Can the very nature of one road make it feel like a prison, while
the characteristics of another instill a sense of freedom? As a
Westerner I felt claustrophobic in the Mountain State, where a straight
stretch of road is a rare commodity and it’s difficult to
see the mountains because you’re always in them, never able
to view them at a distance. I marveled at the intensity of the green,
but longed for a decent view of the sky. It came at you in pieces
there, normally a misty gray, and I often felt as if I viewed it
from the bottom of a well.
These days, my car crests the Abo Pass near my home in the mountains
southeast of Albuquerque, and I gaze down at the entire width of
the Rio Grande River Valley. It is so expansive, the space so unhindered,
that I imagine I can see the curvature of the Earth itself. To the
west, Highway 60 stretches in a straight line, all the way to the
horizon without a single curve. Incredible, I think. I turn on Route
47 toward Belen and contentment washes over me as I watch miles
of grey-green sagebrush fly by.
"How can you love a road like this?" a friend visiting
from the East Coast asks me. "Miles and miles of nothing. Just
dirt and a couple of lousy bushes. It’s so dull."

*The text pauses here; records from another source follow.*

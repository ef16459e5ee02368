use std::sync::{
    atomic::{AtomicU64, Ordering},
    Arc, Mutex,
};
use std::time::Duration;

use async_trait::async_trait;
use playport_bridge::{
    AuthFlow, CapabilityError, CapabilityHandlers, FramePort, FramePortError,
    MemorySaveDataStore, OutboundEnvelope, RawFrameMessage, SenderRef, UsersDirectory,
    FRAME_ORIGIN_PREFIX,
};
use playport_core::ManualClock;
use playport_session::{
    mount_frame_session, runtime_clock, CampaignOverlay, DeviceClass, DeviceProfile,
    ExchangeError, FrameSession, FrameSessionConfig, FrameSessionDriver, FrameSessionServices,
    FrameSignal, GameProfile, MemoryPreferenceStore, PageEvent, PaymentPreferenceStore,
    PaymentProvider, TokenExchange,
};
use serde_json::{json, Value};
use tokio::sync::broadcast;

#[derive(Default)]
struct RecordingPort {
    posted: Mutex<Vec<OutboundEnvelope>>,
}

impl RecordingPort {
    fn posted(&self) -> Vec<OutboundEnvelope> {
        self.posted.lock().expect("posted lock").clone()
    }

    fn replies_to(&self, method: &str) -> Vec<OutboundEnvelope> {
        self.posted()
            .into_iter()
            .filter(|envelope| envelope.method == method)
            .collect()
    }
}

impl FramePort for RecordingPort {
    fn post(&self, _: &SenderRef, envelope: &OutboundEnvelope) -> Result<(), FramePortError> {
        self.posted.lock().expect("posted lock").push(envelope.clone());
        Ok(())
    }
}

#[derive(Default)]
struct CountingAuth {
    prompts: AtomicU64,
}

impl AuthFlow for CountingAuth {
    fn begin_authorization(&self, _wait_for_result: bool) {
        self.prompts.fetch_add(1, Ordering::SeqCst);
    }

    fn sign_out(&self) {}
}

struct NoUsers;

#[async_trait]
impl UsersDirectory for NoUsers {
    async fn get_users(&self, _query: Value) -> Result<Value, CapabilityError> {
        Err(CapabilityError::Unavailable("users service offline".to_string()))
    }
}

struct NoCampaigns;

impl CampaignOverlay for NoCampaigns {
    fn show_campaign(&self, _data: Value) {}
}

/// Exchange whose per-provider outcome is fixed up front; counts calls.
struct ScriptedExchange {
    failing: Vec<PaymentProvider>,
    calls_a: AtomicU64,
    calls_b: AtomicU64,
}

impl ScriptedExchange {
    fn new(failing: Vec<PaymentProvider>) -> Self {
        Self {
            failing,
            calls_a: AtomicU64::new(0),
            calls_b: AtomicU64::new(0),
        }
    }

    fn calls(&self, provider: PaymentProvider) -> u64 {
        match provider {
            PaymentProvider::A => self.calls_a.load(Ordering::SeqCst),
            PaymentProvider::B => self.calls_b.load(Ordering::SeqCst),
        }
    }
}

#[async_trait]
impl TokenExchange for ScriptedExchange {
    async fn exchange(
        &self,
        provider: PaymentProvider,
        token: &str,
    ) -> Result<Value, ExchangeError> {
        match provider {
            PaymentProvider::A => self.calls_a.fetch_add(1, Ordering::SeqCst),
            PaymentProvider::B => self.calls_b.fetch_add(1, Ordering::SeqCst),
        };
        if self.failing.contains(&provider) {
            return Err(ExchangeError::Rejected {
                field_errors: [(
                    "token".to_string(),
                    vec![format!("{} declined", provider.as_str())],
                )]
                .into_iter()
                .collect(),
            });
        }
        Ok(json!({"provider": provider.as_str(), "token": token}))
    }
}

struct Harness {
    port: Arc<RecordingPort>,
    auth: Arc<CountingAuth>,
    exchange: Arc<ScriptedExchange>,
    preference: Arc<MemoryPreferenceStore>,
    clock: ManualClock,
    driver: FrameSessionDriver,
    page_events: broadcast::Receiver<PageEvent>,
}

impl Harness {
    fn new(class: DeviceClass, failing: Vec<PaymentProvider>) -> Self {
        let port = Arc::new(RecordingPort::default());
        let auth = Arc::new(CountingAuth::default());
        let exchange = Arc::new(ScriptedExchange::new(failing));
        let preference = Arc::new(MemoryPreferenceStore::default());
        let clock = ManualClock::new(0);
        let mut game = GameProfile::new("space-miner");
        game.auth_delay_desktop_ms = Some(300_000);
        let session = FrameSession::new(
            FrameSessionConfig::for_game(game),
            DeviceProfile {
                class,
                progressive_app: false,
            },
            clock.as_clock_fn(),
        )
        .with_preference_store(preference.clone());
        let services = services(port.clone(), auth.clone(), exchange.clone());
        let mut driver = FrameSessionDriver::new(session, services);
        let page_events = driver.subscribe_page_events();
        driver.mount();
        Self {
            port,
            auth,
            exchange,
            preference,
            clock,
            driver,
            page_events,
        }
    }

    async fn frame(&mut self, body: Value) {
        self.raw(format!("{FRAME_ORIGIN_PREFIX}message"), body.to_string())
            .await;
    }

    async fn raw(&mut self, transport_type: String, body: String) {
        self.driver
            .handle_signal(FrameSignal::Message(RawFrameMessage {
                transport_type,
                sender: SenderRef::new("game-frame"),
                body,
            }));
        self.driver.settle_pending().await;
    }

    fn page_events(&mut self) -> Vec<PageEvent> {
        let mut events = Vec::new();
        while let Ok(event) = self.page_events.try_recv() {
            events.push(event);
        }
        events
    }
}

fn services(
    port: Arc<RecordingPort>,
    auth: Arc<CountingAuth>,
    exchange: Arc<ScriptedExchange>,
) -> FrameSessionServices {
    FrameSessionServices {
        port,
        capabilities: CapabilityHandlers::new(
            "space-miner",
            auth.clone(),
            Arc::new(NoUsers),
            Arc::new(MemorySaveDataStore::default()),
        ),
        auth,
        exchange,
        campaigns: Arc::new(NoCampaigns),
    }
}

#[tokio::test]
async fn integration_malformed_envelopes_never_reach_dispatch() {
    let mut harness = Harness::new(DeviceClass::Desktop, Vec::new());
    let before = harness.driver.session().snapshot();

    harness
        .raw(
            "analytics".to_string(),
            json!({"type": "toggleFullscreen", "data": {}}).to_string(),
        )
        .await;
    for body in [
        "{not json".to_string(),
        json!([{"type": "logout", "data": {}}]).to_string(),
        json!({"data": {}}).to_string(),
        json!({"type": "toggleFullscreen"}).to_string(),
        json!({"type": "showPayment", "data": ["tok"]}).to_string(),
    ] {
        harness
            .raw(format!("{FRAME_ORIGIN_PREFIX}message"), body)
            .await;
    }

    assert!(harness.port.posted().is_empty());
    let report = harness.driver.report();
    assert_eq!(report.ingress.rejected, 6);
    assert_eq!(report.ingress.accepted, 0);
    assert_eq!(report.snapshot, before);
    assert_eq!(harness.exchange.calls(PaymentProvider::A), 0);
}

#[tokio::test]
async fn integration_unknown_command_leaves_session_untouched() {
    let mut harness = Harness::new(DeviceClass::Mobile, Vec::new());
    harness.driver.handle_signal(FrameSignal::UserInteracted);
    harness.frame(json!({"type": "sayHello", "data": {}})).await;
    harness
        .frame(json!({"type": "showPayment", "data": {"token": "tok"}}))
        .await;
    harness.driver.handle_signal(FrameSignal::PaymentClosed { notify: false });
    harness.clock.set(1_000);
    let before = harness.driver.report();
    assert_eq!(before.snapshot.cached_checkouts, 1);
    assert!(!before.snapshot.timer_deadlines_ms.is_empty());

    harness
        .frame(json!({"type": "openLeaderboard", "data": {"season": 3}}))
        .await;

    let after = harness.driver.report();
    assert_eq!(after.snapshot, before.snapshot);
    assert_eq!(after.snapshot.cached_checkouts, before.snapshot.cached_checkouts);
    assert_eq!(
        after.snapshot.timer_deadlines_ms,
        before.snapshot.timer_deadlines_ms
    );
    assert_eq!(after.stats, before.stats);
    assert_eq!(after.ingress.ignored, before.ingress.ignored + 1);
    assert_eq!(harness.exchange.calls(PaymentProvider::A), 1);
    assert_eq!(harness.port.posted().len(), 2);
}

#[tokio::test]
async fn integration_provider_fallback_remembers_working_provider() {
    let mut harness = Harness::new(DeviceClass::Desktop, vec![PaymentProvider::A]);
    harness
        .frame(json!({"type": "showPayment", "data": {"token": "tok"}}))
        .await;

    assert_eq!(harness.preference.load(), Some(PaymentProvider::B));
    let acks = harness.port.replies_to("showPayment");
    assert_eq!(acks.len(), 1);
    assert_eq!(
        acks[0].payload(),
        Some(&json!({"provider": "B", "token": "tok"}))
    );
    assert!(harness
        .page_events()
        .contains(&PageEvent::PaymentOverlayOpened {
            provider: PaymentProvider::B,
            payload: json!({"provider": "B", "token": "tok"}),
        }));

    harness.driver.handle_signal(FrameSignal::PaymentClosed { notify: true });
    harness
        .frame(json!({"type": "showPayment", "data": {"token": "tok2"}}))
        .await;
    assert_eq!(harness.exchange.calls(PaymentProvider::A), 1);
    assert_eq!(harness.exchange.calls(PaymentProvider::B), 2);
}

#[tokio::test]
async fn integration_cached_checkout_is_reused_without_exchange() {
    let mut harness = Harness::new(DeviceClass::Desktop, Vec::new());
    harness.frame(json!({"type": "showPayment", "data": "tok"})).await;
    harness.driver.handle_signal(FrameSignal::PaymentClosed { notify: false });
    harness.frame(json!({"type": "showPayment", "data": "tok"})).await;

    assert_eq!(harness.exchange.calls(PaymentProvider::A), 1);
    assert_eq!(harness.port.replies_to("showPayment").len(), 2);
    assert_eq!(harness.driver.report().stats.exchanges_started, 1);
}

#[tokio::test]
async fn integration_exhausted_providers_fail_and_close_once() {
    let mut harness = Harness::new(
        DeviceClass::Desktop,
        vec![PaymentProvider::A, PaymentProvider::B],
    );
    harness
        .frame(json!({"type": "showPayment", "data": {"token": "tok"}}))
        .await;
    harness.driver.handle_signal(FrameSignal::PaymentClosed { notify: true });

    let acks = harness.port.replies_to("showPayment");
    assert_eq!(acks.len(), 1);
    assert_eq!(acks[0].error(), Some(&json!({"token": ["B declined"]})));
    let closed = harness
        .page_events()
        .into_iter()
        .filter(|event| *event == PageEvent::PaymentOverlayClosed)
        .count();
    assert_eq!(closed, 1);
    assert_eq!(harness.preference.load(), None);
}

#[tokio::test]
async fn integration_capability_round_trips_through_mounted_driver() {
    let mut harness = Harness::new(DeviceClass::Desktop, Vec::new());
    harness
        .frame(json!({"type": "setSaveData", "data": {"level": 4, "coins": 12}}))
        .await;
    harness
        .frame(json!({"type": "getSaveData", "data": {"key": "level"}}))
        .await;
    harness.frame(json!({"type": "getUsers", "data": {}})).await;
    harness
        .frame(json!({"type": "authorizeAndWait", "data": {}}))
        .await;

    assert_eq!(
        harness.port.replies_to("getSaveData")[0].data,
        json!([4, null])
    );
    let users = harness.port.replies_to("getUsers");
    assert_eq!(users[0].payload(), Some(&Value::Null));
    assert_eq!(
        users[0].error().and_then(|error| error.get("code")),
        Some(&json!("unavailable"))
    );
    assert_eq!(harness.auth.prompts.load(Ordering::SeqCst), 1);
}

#[tokio::test]
async fn integration_touch_session_stretches_and_back_prompt_counts_down() {
    let mut harness = Harness::new(DeviceClass::Mobile, Vec::new());
    harness.driver.handle_signal(FrameSignal::UserInteracted);
    harness
        .frame(json!({"type": "toggleFullscreen", "data": {}}))
        .await;
    assert_eq!(
        harness.port.replies_to("toggleFullscreen")[0].data,
        json!([true, null])
    );

    harness.clock.set(5_000);
    harness.driver.tick();
    let events = harness.page_events();
    assert!(events.contains(&PageEvent::PromptChanged {
        prompt: playport_session::EngagementPrompt::BackConfirm,
        open: false,
    }));
}

#[tokio::test(start_paused = true)]
async fn integration_unmounted_session_never_fires_nudge() {
    let port = Arc::new(RecordingPort::default());
    let auth = Arc::new(CountingAuth::default());
    let exchange = Arc::new(ScriptedExchange::new(Vec::new()));
    let mut game = GameProfile::new("space-miner");
    game.auth_delay_desktop_ms = Some(60_000);
    let session = FrameSession::new(
        FrameSessionConfig::for_game(game),
        DeviceProfile::default(),
        runtime_clock(),
    );
    let mount = mount_frame_session(session, services(port, auth.clone(), exchange));

    tokio::time::sleep(Duration::from_millis(30_000)).await;
    let report = mount.unmount().await.expect("unmount");
    assert_eq!(report.snapshot.pending_timers, 0);

    tokio::time::sleep(Duration::from_secs(600)).await;
    assert_eq!(auth.prompts.load(Ordering::SeqCst), 0);
}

"You don’t see what I see," I say.
On my right, the gentle swell of desert pasture makes a seamless
transition with the Manzano Mountains. I’ll find piñon
and juniper up there, and now realize that they are every bit as
real as the hardwoods of the Appalachians. A bone-dry arroyo is
a visual wonder, cutting through the plain like a jagged, earthbound
thunderbolt. I detect dozens of subtle variations in hue amongst
the rocks and shrubs, birds and clouds. As we stop and wait for
a freight train to pass, its cars echo the region’s many colors,
the leathery green of cholla cactus, the clay red of a Santa Clara
wedding vase, the silver-slate of the Rio Grande on a winter afternoon.
These high desert byways aren’t roads to nowhere. In the
desert Southwest, you are always Somewhere. The trick is in understanding
the road’s uncluttered beauty, that property which allows
you to isolate and appreciate individual objects as small as a roadrunner
darting across your path or as large as the Sangre de Cristo Mountains,
purple in the distance, blood-red at sunset, mysteries waiting to
be made brand-new again each time you see them.
The John Denver song was right: West Virginia is "almost
heaven." But these days, when I cruise the high desert’s
wide-open byways, I can touch the sky above me. I feel like I’m
inside it, driving through heaven.
Claudia O’Keefe is a contributor to Writers
on the Range, a service of High Country News (hcn.org).
She lives in Mountainair, New Mexico.